▶ _Your objective_
Below are the records; locate each line with the word "Internal" and copy it.

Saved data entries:
-- Opening Marker --

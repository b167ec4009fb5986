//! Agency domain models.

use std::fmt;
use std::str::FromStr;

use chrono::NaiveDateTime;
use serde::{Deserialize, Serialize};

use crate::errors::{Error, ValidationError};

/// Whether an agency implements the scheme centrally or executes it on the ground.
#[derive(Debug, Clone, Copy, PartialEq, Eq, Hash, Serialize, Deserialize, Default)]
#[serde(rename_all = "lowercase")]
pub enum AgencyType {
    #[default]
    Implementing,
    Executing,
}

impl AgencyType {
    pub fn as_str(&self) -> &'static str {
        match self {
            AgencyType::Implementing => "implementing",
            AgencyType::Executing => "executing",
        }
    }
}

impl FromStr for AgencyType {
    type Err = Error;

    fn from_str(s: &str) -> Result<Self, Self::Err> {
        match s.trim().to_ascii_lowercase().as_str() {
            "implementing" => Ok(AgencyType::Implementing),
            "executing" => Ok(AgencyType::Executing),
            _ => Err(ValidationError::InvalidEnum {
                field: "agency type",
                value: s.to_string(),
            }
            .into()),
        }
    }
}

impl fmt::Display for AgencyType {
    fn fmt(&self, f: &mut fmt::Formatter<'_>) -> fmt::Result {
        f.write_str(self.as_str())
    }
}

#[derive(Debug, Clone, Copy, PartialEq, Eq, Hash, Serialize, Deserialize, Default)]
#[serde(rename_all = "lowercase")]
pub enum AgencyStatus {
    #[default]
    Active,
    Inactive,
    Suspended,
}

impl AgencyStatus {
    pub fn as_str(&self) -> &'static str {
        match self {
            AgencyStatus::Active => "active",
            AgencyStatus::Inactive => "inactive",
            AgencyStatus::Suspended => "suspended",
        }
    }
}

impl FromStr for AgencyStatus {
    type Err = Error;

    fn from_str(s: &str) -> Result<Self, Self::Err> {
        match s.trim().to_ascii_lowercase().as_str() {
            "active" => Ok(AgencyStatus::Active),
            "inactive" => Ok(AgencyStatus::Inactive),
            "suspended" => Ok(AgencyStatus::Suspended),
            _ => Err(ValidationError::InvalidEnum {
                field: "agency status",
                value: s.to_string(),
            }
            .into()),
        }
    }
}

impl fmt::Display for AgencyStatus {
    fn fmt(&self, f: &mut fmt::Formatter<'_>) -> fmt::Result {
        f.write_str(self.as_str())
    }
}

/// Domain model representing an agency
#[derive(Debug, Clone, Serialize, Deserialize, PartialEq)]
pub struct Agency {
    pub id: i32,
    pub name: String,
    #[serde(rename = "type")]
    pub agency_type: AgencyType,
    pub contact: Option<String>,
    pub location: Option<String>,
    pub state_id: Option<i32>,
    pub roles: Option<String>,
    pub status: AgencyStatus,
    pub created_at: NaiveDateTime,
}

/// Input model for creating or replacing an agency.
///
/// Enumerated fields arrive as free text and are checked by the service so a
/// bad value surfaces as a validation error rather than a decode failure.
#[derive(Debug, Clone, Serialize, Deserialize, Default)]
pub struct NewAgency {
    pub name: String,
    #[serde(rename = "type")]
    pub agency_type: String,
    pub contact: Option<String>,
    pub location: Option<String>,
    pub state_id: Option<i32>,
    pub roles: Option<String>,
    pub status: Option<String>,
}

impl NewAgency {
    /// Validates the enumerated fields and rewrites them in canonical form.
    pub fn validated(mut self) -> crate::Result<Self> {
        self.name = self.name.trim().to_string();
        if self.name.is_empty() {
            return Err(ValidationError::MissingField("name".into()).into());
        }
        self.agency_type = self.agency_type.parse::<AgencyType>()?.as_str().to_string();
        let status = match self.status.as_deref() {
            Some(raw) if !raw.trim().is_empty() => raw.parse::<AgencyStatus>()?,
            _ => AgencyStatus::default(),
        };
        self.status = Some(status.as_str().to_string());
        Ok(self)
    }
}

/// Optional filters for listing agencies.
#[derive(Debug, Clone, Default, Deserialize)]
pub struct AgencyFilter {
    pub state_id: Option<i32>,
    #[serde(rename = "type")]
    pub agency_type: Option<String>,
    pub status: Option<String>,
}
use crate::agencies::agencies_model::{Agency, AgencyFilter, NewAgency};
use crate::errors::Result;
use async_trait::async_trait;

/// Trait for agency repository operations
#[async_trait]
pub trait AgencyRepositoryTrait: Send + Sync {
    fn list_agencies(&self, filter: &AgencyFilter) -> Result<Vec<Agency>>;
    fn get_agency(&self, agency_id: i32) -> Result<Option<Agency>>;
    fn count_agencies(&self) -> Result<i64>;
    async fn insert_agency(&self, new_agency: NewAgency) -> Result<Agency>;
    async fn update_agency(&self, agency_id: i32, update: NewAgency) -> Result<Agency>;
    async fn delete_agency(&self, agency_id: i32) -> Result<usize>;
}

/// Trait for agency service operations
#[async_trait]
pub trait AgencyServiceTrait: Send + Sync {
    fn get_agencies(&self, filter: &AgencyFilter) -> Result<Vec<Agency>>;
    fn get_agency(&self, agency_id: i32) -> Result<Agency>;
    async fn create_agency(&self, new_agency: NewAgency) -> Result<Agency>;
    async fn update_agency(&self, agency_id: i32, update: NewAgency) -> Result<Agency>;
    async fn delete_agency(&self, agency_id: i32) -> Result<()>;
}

-- Closing Marker --
-- Opening Marker --

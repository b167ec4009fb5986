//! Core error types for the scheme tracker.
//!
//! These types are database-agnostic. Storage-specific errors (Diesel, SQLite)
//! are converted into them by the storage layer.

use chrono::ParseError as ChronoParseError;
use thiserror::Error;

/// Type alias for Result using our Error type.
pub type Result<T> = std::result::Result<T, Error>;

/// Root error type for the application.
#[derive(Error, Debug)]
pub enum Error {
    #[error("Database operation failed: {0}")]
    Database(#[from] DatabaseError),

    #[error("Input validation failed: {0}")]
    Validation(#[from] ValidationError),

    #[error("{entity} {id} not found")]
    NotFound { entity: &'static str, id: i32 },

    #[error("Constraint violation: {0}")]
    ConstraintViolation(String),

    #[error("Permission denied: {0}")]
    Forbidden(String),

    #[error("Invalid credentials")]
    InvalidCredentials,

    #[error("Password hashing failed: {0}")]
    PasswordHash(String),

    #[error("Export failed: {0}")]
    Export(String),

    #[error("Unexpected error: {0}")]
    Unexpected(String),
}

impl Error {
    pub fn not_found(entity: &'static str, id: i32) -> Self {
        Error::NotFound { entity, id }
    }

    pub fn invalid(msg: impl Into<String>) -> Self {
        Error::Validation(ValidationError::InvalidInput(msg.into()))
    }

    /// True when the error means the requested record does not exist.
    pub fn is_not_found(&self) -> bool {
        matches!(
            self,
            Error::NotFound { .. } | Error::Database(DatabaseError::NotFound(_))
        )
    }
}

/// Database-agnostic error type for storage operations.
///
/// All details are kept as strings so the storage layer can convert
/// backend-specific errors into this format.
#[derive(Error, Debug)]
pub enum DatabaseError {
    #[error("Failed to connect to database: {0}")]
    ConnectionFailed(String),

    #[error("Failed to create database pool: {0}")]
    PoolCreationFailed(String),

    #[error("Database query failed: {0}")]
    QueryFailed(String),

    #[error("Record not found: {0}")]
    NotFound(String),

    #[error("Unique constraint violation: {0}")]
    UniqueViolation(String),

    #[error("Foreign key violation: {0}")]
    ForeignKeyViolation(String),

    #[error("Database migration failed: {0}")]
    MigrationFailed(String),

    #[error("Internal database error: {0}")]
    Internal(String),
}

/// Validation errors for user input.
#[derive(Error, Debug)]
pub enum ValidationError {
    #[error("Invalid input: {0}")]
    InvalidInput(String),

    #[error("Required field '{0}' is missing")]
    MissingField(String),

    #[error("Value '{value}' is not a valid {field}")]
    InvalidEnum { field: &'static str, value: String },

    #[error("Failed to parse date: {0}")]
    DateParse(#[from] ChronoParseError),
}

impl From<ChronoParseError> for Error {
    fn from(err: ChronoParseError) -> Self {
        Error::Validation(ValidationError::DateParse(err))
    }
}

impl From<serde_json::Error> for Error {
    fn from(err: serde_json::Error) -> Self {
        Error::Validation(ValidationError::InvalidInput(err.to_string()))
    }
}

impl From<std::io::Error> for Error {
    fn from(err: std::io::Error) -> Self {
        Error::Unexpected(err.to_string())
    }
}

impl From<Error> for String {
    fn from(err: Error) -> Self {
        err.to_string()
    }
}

-- Closing Marker --

▶ _Task solution_
    #[error("Internal database error: {0}")]
    Internal(String),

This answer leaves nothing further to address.